Loss of RAD18 or mutation of the K164 PCNA residue compromises cell viability in BRCA1-deficient cells. (A) Representative images of clonogenic survival assays upon knockdown of BRCA1 and/or UBC13 in U2OS WT or U2OS RAD18 KO cells (left). Quantification of % cell viability by clonogenic survival assay upon knockdown of BRCA1 (gray bars) and/or UBC13 (red bars) in U2OS WT or U2OS RAD18 KO cells (blue bars) (right).
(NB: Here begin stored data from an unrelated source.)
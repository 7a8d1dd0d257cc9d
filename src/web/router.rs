use axum::{
    extract::DefaultBodyLimit,
    routing::{get, post},
    Router,
};
use tower_http::services::ServeDir;

use crate::constants::{COURSES_DIR, MEDIA_URL_PREFIX};
use crate::web::state::AppState;
use crate::web::{admin, api, auth, pages, pwa};

fn page_routes() -> Router<AppState> {
    Router::new()
        .route("/", get(pages::index))
        .route("/courses", get(pages::courses))
        .route("/courses/:slug", get(pages::course_detail))
        .route("/courses/:slug/enroll", post(pages::enroll))
        .route("/courses/:slug/learn/:lesson_slug", get(pages::lesson))
        .route("/about", get(pages::about))
        .route("/contact", get(pages::contact))
        .route("/manifest.json", get(pwa::manifest))
        .route("/service-worker.js", get(pwa::service_worker))
}

fn admin_routes() -> Router<AppState> {
    Router::new()
        .route("/admin", get(admin::dashboard))
        .route("/admin/login", get(auth::login_page).post(auth::login_submit))
        .route("/admin/logout", post(auth::logout).get(auth::logout))
        .route("/admin/courses", get(admin::courses))
        .route("/admin/courses/new", get(admin::new_course).post(admin::create_course))
        .route("/admin/courses/:id/edit", get(admin::edit_course).post(admin::update_course))
        .route("/admin/courses/:id/delete", post(admin::delete_course))
        .route("/admin/courses/:id/lessons", get(admin::lessons))
        .route("/admin/courses/:id/lessons/new", get(admin::new_lesson).post(admin::create_lesson))
        .route(
            "/admin/courses/:id/lessons/:lesson_id/edit",
            get(admin::edit_lesson).post(admin::update_lesson),
        )
        .route("/admin/courses/:id/lessons/:lesson_id/delete", post(admin::delete_lesson))
        .route("/admin/registrations", get(admin::registrations))
        .route("/admin/registrations/:id/status", post(admin::update_registration_status))
}

fn api_routes(max_upload_bytes: usize) -> Router<AppState> {
    Router::new()
        .route("/health", get(api::health))
        .route("/api/courses", get(api::list_courses))
        .route("/api/courses/:slug", get(api::course_by_slug))
        .route("/api/categories", get(api::categories))
        .route(
            "/api/registrations",
            post(api::create_registration)
                .get(api::list_registrations)
                .put(api::update_registration),
        )
        .route(
            "/api/admin/courses",
            post(api::create_course)
                .put(api::update_course)
                .delete(api::delete_course),
        )
        .route("/api/admin/courses/:id", get(api::get_course))
        .route("/api/admin/courses/:id/lessons", get(api::course_lessons))
        .route(
            "/api/admin/lessons",
            post(api::create_lesson)
                .put(api::update_lesson)
                .delete(api::delete_lesson),
        )
        .route("/api/admin/lessons/:id", get(api::get_lesson))
        .route(
            "/api/upload",
            post(api::upload).layer(DefaultBodyLimit::max(max_upload_bytes)),
        )
        .route("/api/auth/login", post(auth::api_login))
        .route("/api/auth/logout", post(auth::api_logout))
}

/// Every page, API route and static directory of the site.
pub fn app_router(state: AppState) -> Router {
    let media_dir = state.config.storage.upload_root.join(COURSES_DIR);
    let media_path = format!("{MEDIA_URL_PREFIX}/{COURSES_DIR}");

    Router::new()
        .merge(page_routes())
        .merge(admin_routes())
        .merge(api_routes(state.config.storage.max_upload_bytes))
        .nest_service(&media_path, ServeDir::new(media_dir))
        .nest_service("/static", ServeDir::new("static"))
        .fallback(pages::not_found)
        .with_state(state)
}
Mean with SEM shown, N = 4, Statistics: unpaired t-test, *P < 0.05, **P < 0.01, ns = not significant. (B) Western blot of U2OS WT or U2OS RAD18 KO cells depleted of BRCA1 and/or UBC13. (C) Quantification of MTS proliferation assay measuring proliferation relative to Day 0 upon knockdown of BRCA1 (gray dotted line) and/or UBC13 (red solid and dotted lines) in U2OS WT (gray solid line) or U2OS RAD18 KO cells (blue solid and dotted lines). Mean with SEM shown, N = 3, Statistics: two-way ANOVA followed by Bonferroni, ****P < 0.0001, significance shown for comparisons between WT versus RAD18 KO siBRCA1; WT versus WT siUBC13; and WT versus WT siBRCA1/siUBC13.

Figure 6.

RAD18 is overexpressed in BRCA1-deficient human ovarian tumors. (A) RAD18 mRNA expression from The Cancer Genome Atlas (TCGA, Nature 2012) for WT (gray, N = 425), BRCA1-mutated (red, N = 15) and BRCA2-mutated (blue, N = 18) breast cancers (left). RAD18 mRNA expression from TCGA (Nature 2011) for WT (gray, N = 250), BRCA1-mutated (red, N = 37), and BRCA2-mutated (blue, N = 31) ovarian cancers (right). Each dot corresponds to a single tumor sample, Mean with SEM indicated by the black line and error bars, Statistics: Unpaired t-tests, P values reported. (B) Representative images of RAD18 immunohistochemistry (IHC) in WT, BRCA1-mutated, and BRCA2-mutated ovarian tumors (LEFT). Quantification of raw RAD18 IHC scores (average of intensity and quantity of staining) in WT (gray), BRCA1-mutated (red), and BRCA2-mutated (blue) ovarian cancer samples from both primary (P) and metastatic (M) sites (RIGHT). Each dot corresponds to a single tumor sample, Mean with SEM indicated by the black line and error bars, Statistics: Mann–Whitney tests, *P < 0.05, **P < 0.01. (C) Proposed model of fork recovery in BRCA1-deficient cancer cells. SMARCAL1, ZRANB3 and HLTF facilitate formation of reversed replications forks, which are targeted for extensive nucleolytic degradation by MRE11 and EXO1 in BRCA1-deficient cells treated with HU. A RAD18-UBC13-PALB2-RNF168 axis, along with PCNA ubiquitination mediates fork recovery from in this genetic background. Upon loss of RAD18 or UBC13 in BRCA1-deficient cells, reversed replication forks are still degraded by the MRE11 and EXO1 nucleases. Targeting the RAD18, UBC13 and PCNA ubiquitination pathway compromises fork recovery in these cells and leads to decreased cell viability, as well as increased sensitivity to replication stress. Created with BioRender.com.